Records shown:

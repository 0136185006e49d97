//! Segmented sequences
//!
//! A flat sequence of values split into consecutive per-pulse segments.
//! Every derived sequence in the pipeline (differences, smoothed curvature)
//! keeps a 1:1 segment correspondence with the amplitude sequence it came
//! from, so stencils are always applied inside one pulse.

use std::ops::Index;

use serde::Serialize;

use crate::error::{FullwaveError, Result};

/// Ordered values grouped into contiguous segments
///
/// Segments may have different lengths (a derived segment can even be
/// empty), but they always tile `values` exactly.
#[derive(Debug, Clone, PartialEq, Eq, Serialize)]
pub struct SegmentedSequence<T> {
    /// Concatenated segment data
    values: Vec<T>,
    /// Segment boundaries: segment `i` spans `bounds[i]..bounds[i + 1]`
    bounds: Vec<usize>,
}

impl<T> SegmentedSequence<T> {
    /// Create an empty sequence with no segments
    pub fn new() -> Self {
        Self {
            values: Vec::new(),
            bounds: vec![0],
        }
    }

    /// Split a flat vector into segments of `segment_len` values each
    ///
    /// # Errors
    /// Returns `RaggedSequence` if the length is not a whole number of
    /// segments (or `segment_len` is zero for a non-empty vector).
    pub fn with_uniform_segments(values: Vec<T>, segment_len: usize) -> Result<Self> {
        if values.is_empty() {
            return Ok(Self::new());
        }
        if segment_len == 0 || values.len() % segment_len != 0 {
            return Err(FullwaveError::RaggedSequence {
                len: values.len(),
                segment_len,
            });
        }

        let bounds = (0..=values.len()).step_by(segment_len).collect();
        Ok(Self { values, bounds })
    }

    /// Append one segment
    pub fn push_segment<I>(&mut self, segment: I)
    where
        I: IntoIterator<Item = T>,
    {
        self.values.extend(segment);
        self.bounds.push(self.values.len());
    }

    /// Total number of values across all segments
    pub fn len(&self) -> usize {
        self.values.len()
    }

    /// True when no values are stored (there may still be empty segments)
    pub fn is_empty(&self) -> bool {
        self.values.is_empty()
    }

    /// Number of segments
    pub fn num_segments(&self) -> usize {
        self.bounds.len() - 1
    }

    /// All values as one slice
    pub fn values(&self) -> &[T] {
        &self.values
    }

    /// Consume the sequence, returning the flat values
    pub fn into_values(self) -> Vec<T> {
        self.values
    }

    /// Get segment `index`
    pub fn segment(&self, index: usize) -> Option<&[T]> {
        let start = *self.bounds.get(index)?;
        let end = *self.bounds.get(index + 1)?;
        Some(&self.values[start..end])
    }

    /// Index of the first value of segment `index` in the flat sequence
    pub fn segment_start(&self, index: usize) -> Option<usize> {
        if index < self.num_segments() {
            Some(self.bounds[index])
        } else {
            None
        }
    }

    /// Segment containing the flat position `position`
    ///
    /// Empty segments never contain a position.
    pub fn segment_of(&self, position: usize) -> Option<usize> {
        if position >= self.values.len() {
            return None;
        }
        // bounds is sorted; the last boundary <= position starts the segment.
        // partition_point skips over repeated boundaries of empty segments.
        Some(self.bounds.partition_point(|&b| b <= position) - 1)
    }

    /// Iterate over `(segment_index, segment)` pairs
    pub fn segments(&self) -> impl Iterator<Item = (usize, &[T])> + '_ {
        self.bounds
            .windows(2)
            .enumerate()
            .map(move |(i, w)| (i, &self.values[w[0]..w[1]]))
    }

    /// Length of every segment, in order
    pub fn segment_lens(&self) -> impl Iterator<Item = usize> + '_ {
        self.bounds.windows(2).map(|w| w[1] - w[0])
    }

    /// The common segment length, if every segment has the same one
    pub fn uniform_segment_len(&self) -> Option<usize> {
        let mut lens = self.segment_lens();
        let first = lens.next()?;
        lens.all(|l| l == first).then_some(first)
    }

    /// Build a new sequence by transforming each segment independently
    ///
    /// The output has exactly one segment per input segment.
    pub fn map_segments<U, F>(&self, mut f: F) -> SegmentedSequence<U>
    where
        F: FnMut(&[T]) -> Vec<U>,
    {
        let mut out = SegmentedSequence::new();
        for (_, segment) in self.segments() {
            out.push_segment(f(segment));
        }
        out
    }
}

impl<T> Default for SegmentedSequence<T> {
    fn default() -> Self {
        Self::new()
    }
}

impl<T> Index<usize> for SegmentedSequence<T> {
    type Output = T;

    fn index(&self, index: usize) -> &T {
        &self.values[index]
    }
}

Directions: From the records above, repeat exactly the lines from the one with "consecutive per-pulse segments." through the one with "use serde::Serialize;", both included.

The completed task:
//! A flat sequence of values split into consecutive per-pulse segments.
//! Every derived sequence in the pipeline (differences, smoothed curvature)
//! keeps a 1:1 segment correspondence with the amplitude sequence it came
//! from, so stencils are always applied inside one pulse.

use std::ops::Index;

use serde::Serialize;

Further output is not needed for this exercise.